Directions: Copy each line from the entries that the word "iter" appears in.

[Source records]
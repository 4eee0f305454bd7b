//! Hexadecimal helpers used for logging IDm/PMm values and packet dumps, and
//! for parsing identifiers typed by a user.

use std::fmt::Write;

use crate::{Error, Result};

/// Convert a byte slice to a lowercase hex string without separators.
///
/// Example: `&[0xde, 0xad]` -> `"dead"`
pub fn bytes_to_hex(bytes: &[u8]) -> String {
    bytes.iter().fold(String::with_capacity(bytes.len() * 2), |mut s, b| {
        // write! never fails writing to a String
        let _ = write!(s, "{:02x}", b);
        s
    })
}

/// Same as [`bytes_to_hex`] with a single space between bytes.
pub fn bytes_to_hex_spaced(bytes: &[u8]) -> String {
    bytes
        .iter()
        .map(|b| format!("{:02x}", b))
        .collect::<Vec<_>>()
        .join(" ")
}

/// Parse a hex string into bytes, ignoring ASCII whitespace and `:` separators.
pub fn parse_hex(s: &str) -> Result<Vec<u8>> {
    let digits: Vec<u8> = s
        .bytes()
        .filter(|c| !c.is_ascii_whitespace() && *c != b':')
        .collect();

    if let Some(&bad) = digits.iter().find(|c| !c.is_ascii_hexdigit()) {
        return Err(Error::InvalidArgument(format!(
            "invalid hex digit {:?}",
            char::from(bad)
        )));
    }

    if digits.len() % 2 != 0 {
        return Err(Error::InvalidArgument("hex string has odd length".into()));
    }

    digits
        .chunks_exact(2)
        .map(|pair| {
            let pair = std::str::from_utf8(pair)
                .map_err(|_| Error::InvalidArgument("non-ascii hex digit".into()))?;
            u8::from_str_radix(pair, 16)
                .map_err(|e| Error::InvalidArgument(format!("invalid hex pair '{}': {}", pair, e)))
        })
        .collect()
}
--
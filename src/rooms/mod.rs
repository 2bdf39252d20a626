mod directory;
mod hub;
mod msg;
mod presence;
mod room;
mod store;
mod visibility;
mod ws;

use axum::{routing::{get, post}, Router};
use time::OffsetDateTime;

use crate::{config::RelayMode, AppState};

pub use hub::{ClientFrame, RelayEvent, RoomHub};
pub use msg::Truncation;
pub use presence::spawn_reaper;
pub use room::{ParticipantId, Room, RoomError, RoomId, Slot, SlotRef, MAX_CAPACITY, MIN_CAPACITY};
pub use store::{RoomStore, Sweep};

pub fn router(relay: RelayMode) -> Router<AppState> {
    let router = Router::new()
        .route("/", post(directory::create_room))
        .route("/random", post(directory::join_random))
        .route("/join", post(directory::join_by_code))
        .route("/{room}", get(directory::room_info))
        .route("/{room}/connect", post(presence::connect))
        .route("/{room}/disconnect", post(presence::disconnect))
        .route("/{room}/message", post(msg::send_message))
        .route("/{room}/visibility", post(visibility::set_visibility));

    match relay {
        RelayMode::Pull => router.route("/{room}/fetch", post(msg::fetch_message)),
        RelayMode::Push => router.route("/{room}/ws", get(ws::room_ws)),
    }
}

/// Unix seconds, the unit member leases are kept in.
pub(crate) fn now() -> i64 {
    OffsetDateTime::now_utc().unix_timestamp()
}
--
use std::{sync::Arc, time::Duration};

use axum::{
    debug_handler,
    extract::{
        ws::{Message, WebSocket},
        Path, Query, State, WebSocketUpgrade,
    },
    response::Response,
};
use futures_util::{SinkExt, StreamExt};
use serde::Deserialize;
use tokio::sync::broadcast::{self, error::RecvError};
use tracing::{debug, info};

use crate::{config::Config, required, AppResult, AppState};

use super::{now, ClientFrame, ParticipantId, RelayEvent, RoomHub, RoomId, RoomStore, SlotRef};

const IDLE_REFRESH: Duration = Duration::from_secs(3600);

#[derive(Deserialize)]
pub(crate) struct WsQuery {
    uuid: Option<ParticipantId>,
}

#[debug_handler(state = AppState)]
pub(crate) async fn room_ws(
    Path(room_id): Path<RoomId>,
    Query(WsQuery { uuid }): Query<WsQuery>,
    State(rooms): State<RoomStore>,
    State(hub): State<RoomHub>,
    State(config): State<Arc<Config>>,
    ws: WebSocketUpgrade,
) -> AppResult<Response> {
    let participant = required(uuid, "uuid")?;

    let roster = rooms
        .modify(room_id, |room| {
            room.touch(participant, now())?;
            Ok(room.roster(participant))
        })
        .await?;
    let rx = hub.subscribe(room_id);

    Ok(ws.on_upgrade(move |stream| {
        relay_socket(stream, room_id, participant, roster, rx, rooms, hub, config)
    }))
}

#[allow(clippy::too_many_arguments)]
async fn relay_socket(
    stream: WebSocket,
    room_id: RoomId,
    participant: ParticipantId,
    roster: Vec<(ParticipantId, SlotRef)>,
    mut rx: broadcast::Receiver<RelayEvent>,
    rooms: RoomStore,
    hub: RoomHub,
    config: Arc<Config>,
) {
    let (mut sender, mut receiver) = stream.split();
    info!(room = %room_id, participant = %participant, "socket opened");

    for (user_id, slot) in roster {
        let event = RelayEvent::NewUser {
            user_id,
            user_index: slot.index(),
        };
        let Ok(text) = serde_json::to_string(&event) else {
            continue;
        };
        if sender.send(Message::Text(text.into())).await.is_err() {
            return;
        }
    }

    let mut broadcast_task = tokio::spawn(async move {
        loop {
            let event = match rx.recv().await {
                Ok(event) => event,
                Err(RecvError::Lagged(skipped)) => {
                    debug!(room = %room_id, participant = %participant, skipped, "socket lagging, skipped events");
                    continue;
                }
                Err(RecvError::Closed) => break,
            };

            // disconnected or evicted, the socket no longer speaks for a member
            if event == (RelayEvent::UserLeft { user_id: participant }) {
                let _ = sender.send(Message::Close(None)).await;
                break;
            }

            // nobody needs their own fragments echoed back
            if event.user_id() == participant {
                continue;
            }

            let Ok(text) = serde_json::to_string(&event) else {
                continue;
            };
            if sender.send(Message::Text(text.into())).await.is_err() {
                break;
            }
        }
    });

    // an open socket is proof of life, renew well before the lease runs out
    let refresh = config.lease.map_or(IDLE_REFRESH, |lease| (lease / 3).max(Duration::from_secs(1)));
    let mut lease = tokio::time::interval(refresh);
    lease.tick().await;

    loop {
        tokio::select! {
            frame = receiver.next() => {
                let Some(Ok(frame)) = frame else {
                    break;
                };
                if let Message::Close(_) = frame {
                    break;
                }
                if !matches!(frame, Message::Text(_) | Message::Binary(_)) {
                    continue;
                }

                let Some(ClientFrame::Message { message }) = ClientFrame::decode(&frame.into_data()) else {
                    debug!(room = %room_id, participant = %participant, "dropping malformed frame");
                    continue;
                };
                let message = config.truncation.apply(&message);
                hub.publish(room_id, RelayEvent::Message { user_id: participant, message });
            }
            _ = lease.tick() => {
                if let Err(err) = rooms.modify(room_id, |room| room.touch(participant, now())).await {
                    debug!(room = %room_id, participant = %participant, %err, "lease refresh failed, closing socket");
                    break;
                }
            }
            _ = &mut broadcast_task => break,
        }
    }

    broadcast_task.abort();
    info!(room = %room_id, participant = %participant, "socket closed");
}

Response to this task:
    bytes.iter().fold(String::with_capacity(bytes.len() * 2), |mut s, b| {
        .iter()
    if let Some(&bad) = digits.iter().find(|c| !c.is_ascii_hexdigit()) {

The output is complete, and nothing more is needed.